*Prompt*.
Some lines in the listing may contain the word "parts". Say how many, with the number alone.

*Supplied data*.
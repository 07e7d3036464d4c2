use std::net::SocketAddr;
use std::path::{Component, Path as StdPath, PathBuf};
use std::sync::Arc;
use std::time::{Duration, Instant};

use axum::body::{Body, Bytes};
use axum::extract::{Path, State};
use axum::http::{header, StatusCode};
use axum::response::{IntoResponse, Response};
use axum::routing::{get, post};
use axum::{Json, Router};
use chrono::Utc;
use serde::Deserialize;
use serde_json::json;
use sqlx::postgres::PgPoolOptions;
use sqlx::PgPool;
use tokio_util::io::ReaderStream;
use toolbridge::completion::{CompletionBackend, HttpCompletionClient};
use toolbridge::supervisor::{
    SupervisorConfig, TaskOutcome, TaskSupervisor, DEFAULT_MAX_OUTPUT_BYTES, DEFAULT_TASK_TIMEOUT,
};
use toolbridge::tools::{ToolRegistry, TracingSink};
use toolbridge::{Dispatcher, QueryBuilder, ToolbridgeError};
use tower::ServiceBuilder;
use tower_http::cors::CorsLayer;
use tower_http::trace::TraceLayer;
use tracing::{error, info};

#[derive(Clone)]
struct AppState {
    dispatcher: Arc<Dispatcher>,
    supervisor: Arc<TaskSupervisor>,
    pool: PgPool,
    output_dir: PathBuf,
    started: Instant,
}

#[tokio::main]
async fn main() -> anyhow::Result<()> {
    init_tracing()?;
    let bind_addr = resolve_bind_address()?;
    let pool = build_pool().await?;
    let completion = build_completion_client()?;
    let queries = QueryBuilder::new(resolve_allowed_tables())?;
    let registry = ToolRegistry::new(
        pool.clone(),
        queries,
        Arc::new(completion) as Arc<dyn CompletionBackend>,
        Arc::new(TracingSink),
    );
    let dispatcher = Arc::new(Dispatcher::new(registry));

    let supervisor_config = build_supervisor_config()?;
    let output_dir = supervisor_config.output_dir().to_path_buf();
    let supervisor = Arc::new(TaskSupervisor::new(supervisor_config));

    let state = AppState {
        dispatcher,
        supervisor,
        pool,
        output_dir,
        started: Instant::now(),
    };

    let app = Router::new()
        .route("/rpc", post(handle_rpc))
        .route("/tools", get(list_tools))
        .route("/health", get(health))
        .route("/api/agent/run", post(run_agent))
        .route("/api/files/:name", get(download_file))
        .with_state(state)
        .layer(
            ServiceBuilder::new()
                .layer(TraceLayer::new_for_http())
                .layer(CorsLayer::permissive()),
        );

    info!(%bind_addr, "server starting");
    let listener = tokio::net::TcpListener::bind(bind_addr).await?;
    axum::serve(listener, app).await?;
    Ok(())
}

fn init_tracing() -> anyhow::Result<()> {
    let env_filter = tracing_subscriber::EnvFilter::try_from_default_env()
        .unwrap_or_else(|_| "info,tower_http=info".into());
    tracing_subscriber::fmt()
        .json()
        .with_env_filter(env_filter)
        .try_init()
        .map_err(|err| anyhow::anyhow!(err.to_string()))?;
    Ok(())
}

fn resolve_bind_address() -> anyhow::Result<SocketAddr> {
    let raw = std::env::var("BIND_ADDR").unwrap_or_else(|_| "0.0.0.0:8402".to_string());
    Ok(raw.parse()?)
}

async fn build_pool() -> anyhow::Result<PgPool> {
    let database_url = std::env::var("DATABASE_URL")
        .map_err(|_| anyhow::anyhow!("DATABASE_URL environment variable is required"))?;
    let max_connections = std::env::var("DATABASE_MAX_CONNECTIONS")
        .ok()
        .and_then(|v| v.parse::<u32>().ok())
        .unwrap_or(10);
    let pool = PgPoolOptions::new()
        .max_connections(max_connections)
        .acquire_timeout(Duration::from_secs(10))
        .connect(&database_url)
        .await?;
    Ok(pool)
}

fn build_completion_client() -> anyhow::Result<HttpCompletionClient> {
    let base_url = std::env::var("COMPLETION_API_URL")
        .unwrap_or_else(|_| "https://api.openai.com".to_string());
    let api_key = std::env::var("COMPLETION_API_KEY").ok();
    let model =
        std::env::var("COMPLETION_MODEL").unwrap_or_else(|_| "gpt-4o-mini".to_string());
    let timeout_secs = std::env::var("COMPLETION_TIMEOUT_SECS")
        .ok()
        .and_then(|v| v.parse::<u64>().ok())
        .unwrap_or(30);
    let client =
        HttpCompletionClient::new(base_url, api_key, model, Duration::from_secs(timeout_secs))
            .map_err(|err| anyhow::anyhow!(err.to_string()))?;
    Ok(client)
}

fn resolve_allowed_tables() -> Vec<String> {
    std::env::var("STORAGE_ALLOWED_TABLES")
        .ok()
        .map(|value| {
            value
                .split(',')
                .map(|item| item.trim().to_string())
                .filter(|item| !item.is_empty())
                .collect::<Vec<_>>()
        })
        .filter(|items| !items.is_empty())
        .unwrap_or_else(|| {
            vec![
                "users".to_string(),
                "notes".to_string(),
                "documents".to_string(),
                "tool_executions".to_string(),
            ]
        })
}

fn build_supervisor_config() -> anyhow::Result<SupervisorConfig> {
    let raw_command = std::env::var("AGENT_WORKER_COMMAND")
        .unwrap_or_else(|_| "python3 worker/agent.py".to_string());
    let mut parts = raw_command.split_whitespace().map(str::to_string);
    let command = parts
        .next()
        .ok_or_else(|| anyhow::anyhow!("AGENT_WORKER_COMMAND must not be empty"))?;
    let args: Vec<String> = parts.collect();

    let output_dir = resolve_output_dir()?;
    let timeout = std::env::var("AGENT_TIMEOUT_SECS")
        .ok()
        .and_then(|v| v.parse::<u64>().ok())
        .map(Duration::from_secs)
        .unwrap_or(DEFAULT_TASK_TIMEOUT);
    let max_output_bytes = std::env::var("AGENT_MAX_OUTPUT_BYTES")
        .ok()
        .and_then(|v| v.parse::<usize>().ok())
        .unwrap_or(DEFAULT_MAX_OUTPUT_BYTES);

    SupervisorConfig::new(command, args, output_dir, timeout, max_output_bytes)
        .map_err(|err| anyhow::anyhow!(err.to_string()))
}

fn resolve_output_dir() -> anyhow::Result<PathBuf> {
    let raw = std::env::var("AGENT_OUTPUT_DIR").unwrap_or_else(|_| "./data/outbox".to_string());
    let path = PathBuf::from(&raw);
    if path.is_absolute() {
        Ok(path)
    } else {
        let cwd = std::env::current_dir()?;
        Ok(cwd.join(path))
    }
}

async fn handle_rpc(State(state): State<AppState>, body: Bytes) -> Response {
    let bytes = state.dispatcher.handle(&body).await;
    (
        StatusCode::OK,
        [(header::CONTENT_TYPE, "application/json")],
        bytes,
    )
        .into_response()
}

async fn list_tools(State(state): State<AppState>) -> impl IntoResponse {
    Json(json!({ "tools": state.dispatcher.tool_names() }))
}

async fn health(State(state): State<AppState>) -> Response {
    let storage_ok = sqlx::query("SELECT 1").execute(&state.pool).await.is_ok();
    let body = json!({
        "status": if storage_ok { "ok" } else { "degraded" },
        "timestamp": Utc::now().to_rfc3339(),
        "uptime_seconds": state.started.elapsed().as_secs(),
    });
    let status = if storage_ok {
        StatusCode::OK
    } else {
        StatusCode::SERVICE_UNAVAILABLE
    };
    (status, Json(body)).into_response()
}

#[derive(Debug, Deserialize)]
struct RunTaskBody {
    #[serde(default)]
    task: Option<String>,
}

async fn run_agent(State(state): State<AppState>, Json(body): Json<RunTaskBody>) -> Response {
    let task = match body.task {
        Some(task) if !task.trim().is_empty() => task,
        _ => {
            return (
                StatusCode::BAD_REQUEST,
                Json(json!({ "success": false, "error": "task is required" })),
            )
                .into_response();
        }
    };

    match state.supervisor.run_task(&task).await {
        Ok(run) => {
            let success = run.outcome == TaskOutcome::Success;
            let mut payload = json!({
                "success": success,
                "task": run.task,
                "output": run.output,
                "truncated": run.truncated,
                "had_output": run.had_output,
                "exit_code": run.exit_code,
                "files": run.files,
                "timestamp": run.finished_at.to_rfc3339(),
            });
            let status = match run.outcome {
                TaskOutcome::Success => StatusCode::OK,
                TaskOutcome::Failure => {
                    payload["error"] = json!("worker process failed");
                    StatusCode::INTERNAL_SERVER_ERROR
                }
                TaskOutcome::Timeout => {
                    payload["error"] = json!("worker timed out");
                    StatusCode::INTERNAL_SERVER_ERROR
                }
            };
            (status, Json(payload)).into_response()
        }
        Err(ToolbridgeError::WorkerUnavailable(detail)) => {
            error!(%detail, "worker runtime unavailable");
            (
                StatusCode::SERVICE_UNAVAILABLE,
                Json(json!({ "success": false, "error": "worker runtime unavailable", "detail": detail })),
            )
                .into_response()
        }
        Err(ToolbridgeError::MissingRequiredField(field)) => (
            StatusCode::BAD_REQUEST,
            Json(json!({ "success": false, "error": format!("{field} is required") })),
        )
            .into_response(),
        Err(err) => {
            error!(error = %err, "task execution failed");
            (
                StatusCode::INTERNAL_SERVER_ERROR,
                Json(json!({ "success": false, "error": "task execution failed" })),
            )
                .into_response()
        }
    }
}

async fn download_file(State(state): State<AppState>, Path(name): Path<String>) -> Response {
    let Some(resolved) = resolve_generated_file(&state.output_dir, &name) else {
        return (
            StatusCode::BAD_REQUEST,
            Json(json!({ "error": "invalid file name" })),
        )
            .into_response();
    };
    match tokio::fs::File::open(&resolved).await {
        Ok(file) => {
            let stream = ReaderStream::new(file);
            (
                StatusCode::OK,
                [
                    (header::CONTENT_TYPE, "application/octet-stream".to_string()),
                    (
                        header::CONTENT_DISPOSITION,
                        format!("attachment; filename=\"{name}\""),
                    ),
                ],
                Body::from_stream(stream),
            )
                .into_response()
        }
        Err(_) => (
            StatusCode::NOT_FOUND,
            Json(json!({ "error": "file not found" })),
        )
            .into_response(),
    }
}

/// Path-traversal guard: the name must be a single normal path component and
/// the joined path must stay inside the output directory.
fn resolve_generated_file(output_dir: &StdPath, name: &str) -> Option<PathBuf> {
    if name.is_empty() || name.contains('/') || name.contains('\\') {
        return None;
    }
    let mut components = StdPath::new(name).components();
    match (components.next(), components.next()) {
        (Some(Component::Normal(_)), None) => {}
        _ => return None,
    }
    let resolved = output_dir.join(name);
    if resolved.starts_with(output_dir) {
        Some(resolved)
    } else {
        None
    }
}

*Reply*.
3